Stored dataset items
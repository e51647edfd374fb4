use std::path::Path;

use serde::{Deserialize, Serialize};

use crate::domain::{AcademicYear, ModuleCode};

/// Configuration for a prerequisite-chain run.
///
/// Controls which academic years are read, which heuristics are applied
/// while building the graph, and how much of the result is displayed.
#[derive(Debug, Clone, PartialEq, Eq, Serialize, Deserialize)]
#[serde(from = "Versions", into = "Versions")]
pub struct Config {
    /// The academic years to read data from.
    ///
    /// If this is empty, every year with a module list in the data set is
    /// used.
    years: Vec<AcademicYear>,

    /// An explicit module universe.
    ///
    /// When non-empty, these codes replace the module lists entirely. Useful
    /// for small experiments.
    sample: Vec<ModuleCode>,

    /// Whether modules that preclude each other are contracted into a single
    /// vertex before edges are added.
    pub contract_preclusions: bool,

    /// Whether the free-text `prerequisite` descriptions of the module info
    /// records are scanned for additional prerequisite edges.
    pub revisit_module_info: bool,

    /// Shortest chain length included in the exploratory part of the
    /// report.
    pub explore_from: usize,
}

impl Default for Config {
    fn default() -> Self {
        Self {
            years: default_years(),
            sample: Vec::new(),
            contract_preclusions: false,
            revisit_module_info: false,
            explore_from: default_explore_from(),
        }
    }
}

impl Config {
    /// Loads the configuration from a TOML file at the given path.
    ///
    /// # Errors
    ///
    /// Returns an error if the file cannot be read or if the TOML content is
    /// invalid.
    pub fn load(path: &Path) -> Result<Self, String> {
        let content = std::fs::read_to_string(path)
            .map_err(|e| format!("Failed to read config file: {e}"))?;
        toml::from_str(&content).map_err(|e| format!("Failed to parse config file: {e}"))
    }

    /// Saves the configuration to a TOML file at the given path.
    ///
    /// # Errors
    ///
    /// Returns an error if the configuration cannot be serialized to TOML or if
    /// the file cannot be written.
    pub fn save(&self, path: &Path) -> Result<(), String> {
        let content =
            toml::to_string_pretty(self).map_err(|e| format!("Failed to serialize config: {e}"))?;
        std::fs::write(path, content).map_err(|e| format!("Failed to write config file: {e}"))
    }

    /// The configured academic years, in ascending order.
    #[must_use]
    pub fn years(&self) -> &[AcademicYear] {
        &self.years
    }

    /// Replaces the configured academic years.
    pub fn set_years(&mut self, mut years: Vec<AcademicYear>) {
        years.sort();
        years.dedup();
        self.years = years;
    }

    /// The explicit module universe, if any.
    #[must_use]
    pub fn sample(&self) -> &[ModuleCode] {
        &self.sample
    }

    /// Replaces the explicit module universe.
    pub fn set_sample(&mut self, sample: Vec<ModuleCode>) {
        self.sample = sample;
    }
}

fn default_years() -> Vec<AcademicYear> {
    (2017..=2022).map(AcademicYear::new).collect()
}

const fn default_explore_from() -> usize {
    4
}

/// The serialized versions of the configuration.
#[derive(Debug, Serialize, Deserialize)]
#[serde(tag = "_version")]
enum Versions {
    #[serde(rename = "1")]
    V1 {
        #[serde(default = "default_years")]
        years: Vec<AcademicYear>,

        #[serde(default, skip_serializing_if = "Vec::is_empty")]
        sample: Vec<ModuleCode>,

        #[serde(default)]
        contract_preclusions: bool,

        #[serde(default)]
        revisit_module_info: bool,

        #[serde(default = "default_explore_from")]
        explore_from: usize,
    },
}

impl From<Versions> for Config {
    fn from(versions: Versions) -> Self {
        match versions {
            Versions::V1 {
                years,
                sample,
                contract_preclusions,
                revisit_module_info,
                explore_from,
            } => {
                let mut config = Self {
                    years: Vec::new(),
                    sample,
                    contract_preclusions,
                    revisit_module_info,
                    explore_from,
                };
                config.set_years(years);
                config
            }
        }
    }
}

impl From<Config> for Versions {
    fn from(config: Config) -> Self {
        Self::V1 {
            years: config.years,
            sample: config.sample,
            contract_preclusions: config.contract_preclusions,
            revisit_module_info: config.revisit_module_info,
            explore_from: config.explore_from,
        }
    }
}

_PROBLEM_
Every record above is to be transcribed exactly as written.

_ANSWER SPACE_
repository e51647edfd374fb4
use std::path::Path;

use serde::{Deserialize, Serialize};

use crate::domain::{AcademicYear, ModuleCode};

/// Configuration for a prerequisite-chain run.
///
/// Controls which academic years are read, which heuristics are applied
/// while building the graph, and how much of the result is displayed.
#[derive(Debug, Clone, PartialEq, Eq, Serialize, Deserialize)]
#[serde(from = "Versions", into = "Versions")]
pub struct Config {
    /// The academic years to read data from.
    ///
    /// If this is empty, every year with a module list in the data set is
    /// used.
    years: Vec<AcademicYear>,

    /// An explicit module universe.
    ///
    /// When non-empty, these codes replace the module lists entirely. Useful
    /// for small experiments.
    sample: Vec<ModuleCode>,

    /// Whether modules that preclude each other are contracted into a single
    /// vertex before edges are added.
    pub contract_preclusions: bool,

    /// Whether the free-text `prerequisite` descriptions of the module info
    /// records are scanned for additional prerequisite edges.
    pub revisit_module_info: bool,

    /// Shortest chain length included in the exploratory part of the
    /// report.
    pub explore_from: usize,
}

impl Default for Config {
    fn default() -> Self {
        Self {
            years: default_years(),
            sample: Vec::new(),
            contract_preclusions: false,
            revisit_module_info: false,
            explore_from: default_explore_from(),
        }
    }
}

impl Config {
    /// Loads the configuration from a TOML file at the given path.
    ///
    /// # Errors
    ///
    /// Returns an error if the file cannot be read or if the TOML content is
    /// invalid.
    pub fn load(path: &Path) -> Result<Self, String> {
        let content = std::fs::read_to_string(path)
            .map_err(|e| format!("Failed to read config file: {e}"))?;
        toml::from_str(&content).map_err(|e| format!("Failed to parse config file: {e}"))
    }

    /// Saves the configuration to a TOML file at the given path.
    ///
    /// # Errors
    ///
    /// Returns an error if the configuration cannot be serialized to TOML or if
    /// the file cannot be written.
    pub fn save(&self, path: &Path) -> Result<(), String> {
        let content =
            toml::to_string_pretty(self).map_err(|e| format!("Failed to serialize config: {e}"))?;
        std::fs::write(path, content).map_err(|e| format!("Failed to write config file: {e}"))
    }

    /// The configured academic years, in ascending order.
    #[must_use]
    pub fn years(&self) -> &[AcademicYear] {
        &self.years
    }

    /// Replaces the configured academic years.
    pub fn set_years(&mut self, mut years: Vec<AcademicYear>) {
        years.sort();
        years.dedup();
        self.years = years;
    }

    /// The explicit module universe, if any.
    #[must_use]
    pub fn sample(&self) -> &[ModuleCode] {
        &self.sample
    }

    /// Replaces the explicit module universe.
    pub fn set_sample(&mut self, sample: Vec<ModuleCode>) {
        self.sample = sample;
    }
}

fn default_years() -> Vec<AcademicYear> {
    (2017..=2022).map(AcademicYear::new).collect()
}

const fn default_explore_from() -> usize {
    4
}

/// The serialized versions of the configuration.
#[derive(Debug, Serialize, Deserialize)]
#[serde(tag = "_version")]
enum Versions {
    #[serde(rename = "1")]
    V1 {
        #[serde(default = "default_years")]
        years: Vec<AcademicYear>,

        #[serde(default, skip_serializing_if = "Vec::is_empty")]
        sample: Vec<ModuleCode>,

        #[serde(default)]
        contract_preclusions: bool,

        #[serde(default)]
        revisit_module_info: bool,

        #[serde(default = "default_explore_from")]
        explore_from: usize,
    },
}

impl From<Versions> for Config {
    fn from(versions: Versions) -> Self {
        match versions {
            Versions::V1 {
                years,
                sample,
                contract_preclusions,
                revisit_module_info,
                explore_from,
            } => {
                let mut config = Self {
                    years: Vec::new(),
                    sample,
                    contract_preclusions,
                    revisit_module_info,
                    explore_from,
                };
                config.set_years(years);
                config
            }
        }
    }
}

impl From<Config> for Versions {
    fn from(config: Config) -> Self {
        Self::V1 {
            years: config.years,
            sample: config.sample,
            contract_preclusions: config.contract_preclusions,
            revisit_module_info: config.revisit_module_info,
            explore_from: config.explore_from,
        }
    }
}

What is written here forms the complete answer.